Крутов вслед за разведчиками поспешно спустился в низину. Под ногами чавкала грязь. На гати были следы людей и повозок.
— Наши прошли, — сказал Малышко и поднял с земли патрон от русской трехлинейки.
Повстречавшийся боец сообщил, что видел невдалеке командира дивизии генерала Безуглова с офицерами. На первой же возвышенности Крутов увидел бойцов, роющих окопы, и качающийся прут антенны. У рации с картой в руке сидел генерал, в кожанке с полевыми погонами и в фуражке с красным околышем. Суровое, словно наспех вылепленное лицо генерала было хмуро. Резкие складки лежали меж бровей и по сторонам упрямо сжатого рта. Крутов обратился к генералу.
— Где вы пропадали до сих пор? — загремел командир дивизии. — Мои дерутся уже у Лиозно, а я вынужден держать полк Томина в стороне, ожидая вас. Вы смотрите, вот мои уже где!
Постукивая пальцем по карте, он показал Крутову обстановку. Красные полукружья наступающих частей, стремясь охватить Лиозно, упирались в большак.
— Товарищ генерал, вас вызывают, — подал ему наушники радист.
— Что, ты уже на большаке? Перехватили? — зычным, как труба, голосом спрашивал кого-то генерал.
«Ну и голосище же у него», — с удивлением подумал Крутов и переглянулся с Малышко.
— Давай, давай, нажимай южнее! Я тебя сейчас подкреплю. Смелей действуй! Что тебе «сосед», плюнь на него! Твое дело — вперед! Понял? — приказывал генерал без обычных в разговоре по рации «Как поняли? Прием!» — Ну-ка, моего начальника артиллерии!
— Товарищ полковник, к генералу!
— Полковника к генералу! — с готовностью подхватило несколько голосов.
Неподалеку из щели вылез полковник и рысцой затрусил к «хозяину».

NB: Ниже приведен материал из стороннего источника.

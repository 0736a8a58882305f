//! Result cache with TTL, stale-while-revalidate and LRU eviction.

use std::future::Future;
use std::num::NonZeroUsize;
use std::sync::Arc;
use std::time::Duration;

use lru::LruCache;
use parking_lot::Mutex;
use serde::de::DeserializeOwned;
use serde::Serialize;
use tokio::time::Instant;
use tracing::{debug, warn};

use super::codec::{self, Payload};
use super::coalesce::Coalescer;
use super::stats::{CacheReport, CacheStats};
use crate::domain::{CacheKey, QueryPattern};
use crate::error::Result;
use crate::infrastructure::config::cache::CacheConfig;

struct CacheEntry {
    payload: Payload,
    created_at: Instant,
    ttl: Duration,
    stale_window: Duration,
    hit_count: u64,
}

impl CacheEntry {
    fn freshness(&self, now: Instant) -> Freshness {
        let age = now.saturating_duration_since(self.created_at);
        if age <= self.ttl {
            Freshness::Fresh
        } else if age <= self.ttl + self.stale_window {
            Freshness::Stale
        } else {
            Freshness::Expired
        }
    }
}

#[derive(Debug, Clone, Copy, PartialEq, Eq)]
enum Freshness {
    Fresh,
    Stale,
    Expired,
}

enum Lookup<T> {
    Fresh(T),
    Stale(T),
    Miss,
}

/// A value returned by [`ResultCache::get_or_fetch`].
#[derive(Debug, Clone, PartialEq)]
pub struct Cached<T> {
    pub value: T,
    /// Served from the cache rather than freshly fetched.
    pub cached: bool,
    /// Served past its TTL, inside the stale window.
    pub stale: bool,
}

struct CacheInner {
    config: CacheConfig,
    entries: Mutex<LruCache<CacheKey, CacheEntry>>,
    coalescer: Coalescer,
    stats: Mutex<CacheStats>,
}

/// Shared result cache keyed by canonical query pattern. Cheap to clone.
#[derive(Clone)]
pub struct ResultCache {
    inner: Arc<CacheInner>,
}

impl ResultCache {
    #[must_use]
    pub fn new(config: CacheConfig) -> Self {
        let capacity = NonZeroUsize::new(config.capacity).unwrap_or(NonZeroUsize::MIN);
        let stats = CacheStats::new(config.rolling_window);
        Self {
            inner: Arc::new(CacheInner {
                config,
                entries: Mutex::new(LruCache::new(capacity)),
                coalescer: Coalescer::default(),
                stats: Mutex::new(stats),
            }),
        }
    }

    #[must_use]
    pub fn config(&self) -> &CacheConfig {
        &self.inner.config
    }

    /// Return the cached result for `pattern`, or run `fetch` and cache it.
    ///
    /// - fresh entry: returned as is
    /// - stale entry: returned immediately; a single background refresh is
    ///   scheduled when revalidation is enabled
    /// - miss: concurrent callers for the same pattern share one `fetch`
    ///
    /// Fetch errors are returned and never cached.
    pub async fn get_or_fetch<T, F, Fut>(&self, pattern: &QueryPattern, fetch: F) -> Result<Cached<T>>
    where
        T: Serialize + DeserializeOwned + Send + 'static,
        F: FnOnce() -> Fut + Send + 'static,
        Fut: Future<Output = Result<T>> + Send + 'static,
    {
        let started = Instant::now();
        let key = pattern.cache_key();
        let label = pattern_label(pattern);

        let outcome = self.get_or_fetch_keyed(&key, fetch).await;
        self.inner.stats.lock().record_latency(&label, started.elapsed());
        outcome
    }

    async fn get_or_fetch_keyed<T, F, Fut>(&self, key: &CacheKey, fetch: F) -> Result<Cached<T>>
    where
        T: Serialize + DeserializeOwned + Send + 'static,
        F: FnOnce() -> Fut + Send + 'static,
        Fut: Future<Output = Result<T>> + Send + 'static,
    {
        match self.lookup::<T>(key) {
            Lookup::Fresh(value) => {
                self.inner.stats.lock().record_hit(false);
                return Ok(hit(value, false));
            }
            Lookup::Stale(value) => {
                self.inner.stats.lock().record_hit(true);
                if self.inner.config.revalidate_in_background {
                    self.spawn_revalidation(key.clone(), fetch);
                }
                return Ok(hit(value, true));
            }
            Lookup::Miss => {}
        }

        let _flight = self.inner.coalescer.acquire(key).await;

        // Another caller may have filled the entry while we waited.
        match self.lookup::<T>(key) {
            Lookup::Fresh(value) => {
                let mut stats = self.inner.stats.lock();
                stats.record_hit(false);
                stats.coalesced += 1;
                return Ok(hit(value, false));
            }
            Lookup::Stale(value) => {
                let mut stats = self.inner.stats.lock();
                stats.record_hit(true);
                stats.coalesced += 1;
                return Ok(hit(value, true));
            }
            Lookup::Miss => {}
        }

        self.inner.stats.lock().record_miss();
        let value = fetch().await?;
        self.store(key.clone(), &value);
        Ok(Cached {
            value,
            cached: false,
            stale: false,
        })
    }

    fn lookup<T: DeserializeOwned>(&self, key: &CacheKey) -> Lookup<T> {
        let now = Instant::now();
        let (freshness, payload) = {
            let mut entries = self.inner.entries.lock();
            let found = entries.get_mut(key).map(|entry| {
                let freshness = entry.freshness(now);
                if freshness != Freshness::Expired {
                    entry.hit_count += 1;
                }
                (freshness, entry.payload.clone())
            });
            match found {
                None => return Lookup::Miss,
                Some((Freshness::Expired, _)) => {
                    entries.pop(key);
                    return Lookup::Miss;
                }
                Some(found) => found,
            }
        };

        match codec::decode::<T>(&payload) {
            Ok(value) if freshness == Freshness::Fresh => Lookup::Fresh(value),
            Ok(value) => Lookup::Stale(value),
            Err(e) => {
                warn!(key = %key.short(), error = %e, "Dropping undecodable cache entry");
                self.inner.entries.lock().pop(key);
                self.inner.stats.lock().decode_failures += 1;
                Lookup::Miss
            }
        }
    }

    fn store<T: Serialize>(&self, key: CacheKey, value: &T) {
        let payload = match codec::encode(value, self.inner.config.compression_threshold_bytes) {
            Ok(payload) => payload,
            Err(e) => {
                warn!(key = %key.short(), error = %e, "Failed to encode cache entry");
                return;
            }
        };
        let size = payload.len();
        let compressed = payload.is_compressed();
        let entry = CacheEntry {
            payload,
            created_at: Instant::now(),
            ttl: self.inner.config.ttl(),
            stale_window: self.inner.config.stale_window(),
            hit_count: 0,
        };

        let displaced = self.inner.entries.lock().push(key.clone(), entry);
        if let Some((old_key, _)) = displaced {
            if old_key != key {
                self.inner.stats.lock().evictions += 1;
                debug!(evicted = %old_key.short(), "Evicted least recently used entry");
            }
        }
        debug!(key = %key.short(), size, compressed, "Cached result");
    }

    fn spawn_revalidation<T, F, Fut>(&self, key: CacheKey, fetch: F)
    where
        T: Serialize + Send + 'static,
        F: FnOnce() -> Fut + Send + 'static,
        Fut: Future<Output = Result<T>> + Send + 'static,
    {
        let Some(flight) = self.inner.coalescer.try_acquire(&key) else {
            debug!(key = %key.short(), "Revalidation already in flight");
            return;
        };
        let Ok(runtime) = tokio::runtime::Handle::try_current() else {
            return;
        };
        let cache = self.clone();
        runtime.spawn(async move {
            let _flight = flight;
            match fetch().await {
                Ok(value) => {
                    cache.store(key.clone(), &value);
                    cache.inner.stats.lock().revalidations += 1;
                    debug!(key = %key.short(), "Revalidated stale entry");
                }
                Err(e) => {
                    warn!(key = %key.short(), error = %e, "Background revalidation failed");
                }
            }
        });
    }

    /// Drop the entry for `pattern`. Returns whether one existed.
    pub fn invalidate(&self, pattern: &QueryPattern) -> bool {
        self.inner.entries.lock().pop(&pattern.cache_key()).is_some()
    }

    /// Drop every entry and reset statistics.
    pub fn clear(&self) {
        self.inner.entries.lock().clear();
        self.inner.stats.lock().reset();
    }

    /// Remove entries past their stale window. Returns how many were removed.
    pub fn purge_expired(&self) -> usize {
        let now = Instant::now();
        let mut entries = self.inner.entries.lock();
        let expired: Vec<CacheKey> = entries
            .iter()
            .filter(|(_, entry)| entry.freshness(now) == Freshness::Expired)
            .map(|(key, _)| key.clone())
            .collect();
        for key in &expired {
            entries.pop(key);
        }
        expired.len()
    }

    #[must_use]
    pub fn len(&self) -> usize {
        self.inner.entries.lock().len()
    }

    #[must_use]
    pub fn is_empty(&self) -> bool {
        self.len() == 0
    }

    /// Times the entry for `pattern` has been served from the cache.
    #[must_use]
    pub fn hit_count(&self, pattern: &QueryPattern) -> Option<u64> {
        self.inner
            .entries
            .lock()
            .peek(&pattern.cache_key())
            .map(|entry| entry.hit_count)
    }

    #[must_use]
    pub fn report(&self) -> CacheReport {
        let (entries, compressed_entries) = {
            let entries = self.inner.entries.lock();
            let compressed = entries
                .iter()
                .filter(|(_, entry)| entry.payload.is_compressed())
                .count();
            (entries.len(), compressed)
        };
        let stats = self.inner.stats.lock();
        CacheReport {
            hits: stats.hits,
            misses: stats.misses,
            stale_hits: stats.stale_hits,
            coalesced: stats.coalesced,
            revalidations: stats.revalidations,
            evictions: stats.evictions,
            decode_failures: stats.decode_failures,
            hit_rate: stats.hit_rate(),
            rolling_hit_rate: stats.rolling_hit_rate(),
            entries,
            compressed_entries,
            slowest_patterns: stats.slowest(),
        }
    }
}

fn hit<T>(value: T, stale: bool) -> Cached<T> {
    Cached {
        value,
        cached: true,
        stale,
    }
}

fn pattern_label(pattern: &QueryPattern) -> String {
    let intent = pattern.intent.trim();
    if intent.is_empty() {
        "unknown".to_string()
    } else {
        intent.to_lowercase()
    }
}

#[cfg(test)]
impl ResultCache {
    /// Overwrite the stored payload for `pattern`, keeping its timestamps.
    fn corrupt(&self, pattern: &QueryPattern) {
        if let Some(entry) = self.inner.entries.lock().get_mut(&pattern.cache_key()) {
            entry.payload = Payload::Gzip(b"garbage".to_vec());
        }
    }
}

— Левый полк оседлал большак у Лиозно, жмет противника к железной дороге. Подбрось туда пару батарей на прямую. Пусть идут следом и чтоб с большака ни шагу! — приказал ему Безуглов. — Да стань ты по-человечески, не тянись! Скажи, что твои делают?
— Запрашиваю, — уклонился от ответа полковник.
— Значит, не знаешь. Иди! — досадливо махнул рукой Безуглов. Он не мог быть без движения и тут же ткнул под бок телефониста: — Ну-ка, Томина! — Едва взяв трубку, он сразу заговорил о деле: — Эй, Томин, это я! Как твои, не подвигаются? Что, с кем говоришь? А вот я сейчас приду, узнаешь сразу... Узнал? То-то! Ты почему не организовал встречу «соседа»? Приказывал?.. А кто за тебя проверять должен, я? Так накажи кого следует! А теперь слушай: посылаю к тебе «соседа», заканчивай побыстрей с ними «работу» и выходи на Боровню.